Guide turistiche, un «lusso» l’abilitazione

Abilitarsi come guida turistica nella provincia di Roma è quasi un «lusso». A denunciarlo con un’interrogazione è stato il vicepresidente vicario del Consiglio provinciale di Roma, Bruno Petrella esponente di An. La sua denuncia è relativa al bando di concorso «per il conseguimento della idoneità all’esercizio della professione di guida turistica nell’ambito del territorio provinciale», pubblicato dalla Provincia il 20 giugno 2006. «Meno male che la sinistra continua a sbandierare il fatto che lei difende e salvaguarda i lavoratori - commenta Petrella - e poi per dare l’accesso ad un concorso per un patentino di idoneità al lavoro richiedono cifre proibitive ai partecipanti, disoccupati». «La particolarità di questo bando - - spiega poi l’esponente di An - sta nel suo 4° articolo, quello cioè in cui vengono riportati i termini per la scadenza e le modalità di presentazione della domanda di partecipazione al concorso.

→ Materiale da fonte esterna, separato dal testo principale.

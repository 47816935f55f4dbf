use cafe_data::{connect_sqlite, DataError, Entity, SqlxErrorExt};

struct Widget {
    id: i64,
}

impl Entity for Widget {
    type Id = i64;

    fn table_name() -> &'static str {
        "widget"
    }

    fn id_column() -> &'static str {
        "id"
    }

    fn columns() -> &'static [&'static str] {
        &["id", "label", "color"]
    }

    fn id(&self) -> &i64 {
        &self.id
    }
}

#[test]
fn entity_column_helpers() {
    assert_eq!(Widget::column_list(), "id, label, color");
    assert_eq!(Widget::data_columns(), vec!["label", "color"]);
    assert_eq!(*Widget { id: 9 }.id(), 9);
}

#[tokio::test]
async fn in_memory_pool_shares_one_database() {
    let pool = connect_sqlite("sqlite::memory:", 8).await.unwrap();
    sqlx::query("CREATE TABLE widget (id INTEGER PRIMARY KEY, label TEXT NOT NULL UNIQUE)")
        .execute(&pool)
        .await
        .unwrap();
    sqlx::query("INSERT INTO widget (label) VALUES ('a')")
        .execute(&pool)
        .await
        .unwrap();

    // A second checkout must see the table created by the first.
    let count: i64 = sqlx::query_scalar("SELECT COUNT(*) FROM widget")
        .fetch_one(&pool)
        .await
        .unwrap();
    assert_eq!(count, 1);
}

#[tokio::test]
async fn unique_violation_is_mapped() {
    let pool = connect_sqlite("sqlite::memory:", 1).await.unwrap();
    sqlx::query("CREATE TABLE widget (id INTEGER PRIMARY KEY, label TEXT NOT NULL UNIQUE)")
        .execute(&pool)
        .await
        .unwrap();
    sqlx::query("INSERT INTO widget (label) VALUES ('dup')")
        .execute(&pool)
        .await
        .unwrap();

    let err = sqlx::query("INSERT INTO widget (label) VALUES ('dup')")
        .execute(&pool)
        .await
        .map_err(SqlxErrorExt::into_data_error)
        .unwrap_err();
    match err {
        DataError::UniqueViolation { field } => assert_eq!(field, "label"),
        other => panic!("expected UniqueViolation, got {other}"),
    }
}

#[tokio::test]
async fn row_not_found_is_mapped() {
    let pool = connect_sqlite("sqlite::memory:", 1).await.unwrap();
    let err = sqlx::query_scalar::<_, i64>("SELECT 1 WHERE 1 = 0")
        .fetch_one(&pool)
        .await
        .map_err(SqlxErrorExt::into_data_error)
        .unwrap_err();
    assert!(err.is_not_found());
}

#[tokio::test]
async fn file_database_is_created_when_missing() {
    let dir = tempfile::tempdir().unwrap();
    let path = dir.path().join("cafes.db");
    assert!(!path.exists());

    let url = format!("sqlite://{}", path.display());
    let pool = connect_sqlite(&url, 2).await.unwrap();
    sqlx::query("SELECT 1").execute(&pool).await.unwrap();
    pool.close().await;

    assert!(path.exists());
}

Lasciano di sasso i 75 euro che devono essere versati a “titolo di concorso spesa agli esami”. La cifra richiesta in effetti è sicuramente maggiore rispetto alle quote che normalmente si devono pagare per la partecipazione ad un concorso, poi se a questa cifra si vanno ad aggiungere le spesa di spedizione di circa 5 euro, per la raccomandata che normalmente si utilizza in questi casi, i partecipanti arrivano a sborsare ben 80 euro. Tale impegno economico, che può diventare molto gravoso per un giovane disoccupato, serve tra l’altro per prendere parte ad un concorso provinciale organizzato con un iter normale, fatto di una prova scritta ed una orale. Con la mia interrogazione - conclude Bruno Petrella - ho chiesto a Gasbarra e all’assessore competente di mettermi a conoscenza dei criteri scelti per fissare un importo che io ritengo troppo oneroso».